The \( e_i \) are random error terms that represent noise, measurement errors, as well as other variables affecting the value of \( y_i \). If these random error terms satisfy certain assumptions, then we can invoke a powerful result known as the Gauss-Markov theorem. We will briefly touch on this theorem and its assumptions later.

In practice, these conditions are usually not completely satisfied, or cannot even be verified, but linear regression is still often used as a rough approximation of the relationship between \( Y \) and \( X \).

Why Is This Linear?

Note that there is a little bit of a nuance in calling something linear. For example, linear functions in calculus are not the same as linear maps in linear algebra.
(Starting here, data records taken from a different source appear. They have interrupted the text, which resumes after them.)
use serde::{Deserialize, Serialize};
use sqlx::FromRow;
use time::{Date, OffsetDateTime};
use uuid::Uuid;

#[derive(Debug, Clone, Copy, PartialEq, Eq, Serialize, Deserialize, sqlx::Type, Default)]
#[serde(rename_all = "lowercase")]
#[sqlx(type_name = "user_role", rename_all = "lowercase")]
pub enum Role {
    #[default]
    Patient,
    Doctor,
    Admin,
}

/// Discriminator scoping a one-time verification record.
#[derive(Debug, Clone, Copy, PartialEq, Eq, Serialize, Deserialize, sqlx::Type)]
#[serde(rename_all = "camelCase")]
#[sqlx(type_name = "flow_kind", rename_all = "snake_case")]
pub enum FlowKind {
    PasswordReset,
    AccountVerification,
}

/// User record in the database.
#[derive(Debug, Clone, Serialize, Deserialize, FromRow)]
pub struct User {
    pub id: Uuid,
    pub name: String,
    pub username: Option<String>,
    pub email: Option<String>,
    pub contact_number: String,
    #[serde(skip_serializing)]
    pub password_hash: String, // argon2 hash, never exposed in JSON
    pub date_of_birth: Option<Date>,
    pub gender: Option<String>,
    pub role: Role,
    pub verified: bool,
    pub created_at: OffsetDateTime,
    pub updated_at: OffsetDateTime,
}

/// One live refresh-token grant. Row existence is the source of truth for
/// refresh and logout; expiry alone does not remove it.
#[derive(Debug, Clone, FromRow)]
pub struct Session {
    pub id: Uuid,
    pub user_id: Uuid,
    pub token: String,
    pub ip: String,
    pub expires_at: OffsetDateTime,
    pub created_at: OffsetDateTime,
}

/// One pending password-reset or account-verification attempt. At most one
/// active row per (user_id, flow).
#[derive(Debug, Clone, FromRow)]
pub struct VerificationRecord {
    pub id: Uuid,
    pub user_id: Uuid,
    pub flow: FlowKind,
    pub code: String,
    pub token: String,
    pub ip: String,
    pub expires_at: OffsetDateTime,
    pub created_at: OffsetDateTime,
}

#[cfg(test)]
mod tests {
    use super::*;
    use time::macros::datetime;

    #[test]
    fn user_serialization_strips_password_hash() {
        let user = User {
            id: Uuid::new_v4(),
            name: "Test Person".into(),
            username: Some("testp".into()),
            email: Some("test@example.com".into()),
            contact_number: "01712345678".into(),
            password_hash: "$argon2id$v=19$secret".into(),
            date_of_birth: None,
            gender: None,
            role: Role::Patient,
            verified: true,
            created_at: datetime!(2024-01-01 0:00 UTC),
            updated_at: datetime!(2024-01-01 0:00 UTC),
        };
        let json = serde_json::to_string(&user).unwrap();
        assert!(!json.contains("password_hash"));
        assert!(!json.contains("argon2id"));
        assert!(json.contains("test@example.com"));
    }

    #[test]
    fn role_defaults_to_patient() {
        assert_eq!(Role::default(), Role::Patient);
    }
}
Strictly speaking, they are affine maps when they do not pass through the origin (a summary can be found here).

So, the \( y_i \) in our model is, strictly speaking, not linear in \( x_i \). Simple linear regression is still considered linear because the general regression model is,

\[ y_i = f(x_i,\beta) + e_i, \]

where \( \beta \) is a vector of parameters. For our simple linear regression model, \( \beta = (a,b) \). \( f(x_i,\beta) \) is known as the regression function. The simple regression model is linear because the regression function \( f \) is a linear combination of the parameters \( a \) and \( b \).

Fitting the Model to the Data

Fitting the simple linear regression model to the data means estimating parameters \( a \) and \( b \) from the data. These estimates are denoted \( \hat{a} \) and \( \hat{b} \). The “hat” symbol is used to denote quantities that are estimated from the data.

We can use these estimates \( \hat{a} \) and \( \hat{b} \) to estimate or “predict” what \( y_i \) would be for any given value of \( x_i \). This is done using the equation,

\[ \hat{y}_i = \hat{a} + \hat{b} x_i. \]

There are technically infinite ways to estimate the parameters. However, the most famous one is known as least squares.

The Method of Least Squares

Given the estimate of \( y_i \) above, let us define the residual error as \( \hat{e}_i = y_i - \hat{y_i} \) . This is the difference between the true value of \( y_i \) and the value \( \hat{y_i} \) estimated by our model. When calculated using our data, the residual errors also serve as an estimate of the actual error term \( e_i \).

Intuitively, we might want to construct a model that minimizes the absolute values of these errors. That way, our model’s estimate of each \( y_i \) is as close to the data as possible. However, absolute values are historically difficult to work with using calculus. For example, the function \( f(x) = |x| \) does not have a derivative at \( x = 0 \).

So, mathematicians minimize the sum of squared residual errors instead, which is

\[ \Sigma (y_i - \hat{y}_i)^2. \]

This method is known as least squares and was made famous by Carl Friedrich Gauss’s calculation of celestial orbits. In the case of simple linear regression, we can find estimates \( \hat{a} \) and \( \hat{b} \) that minimizes the sum of squared errors \( \Sigma (y_i - \hat{y}_i)^2 \) with basic calculus. The resulting solutions are

\[ \hat{b} = \frac{n \, \Sigma x_i y_i - \Sigma x_i \Sigma y_i }{n \, \Sigma x_i^2 - (\Sigma x_i)^2}, \]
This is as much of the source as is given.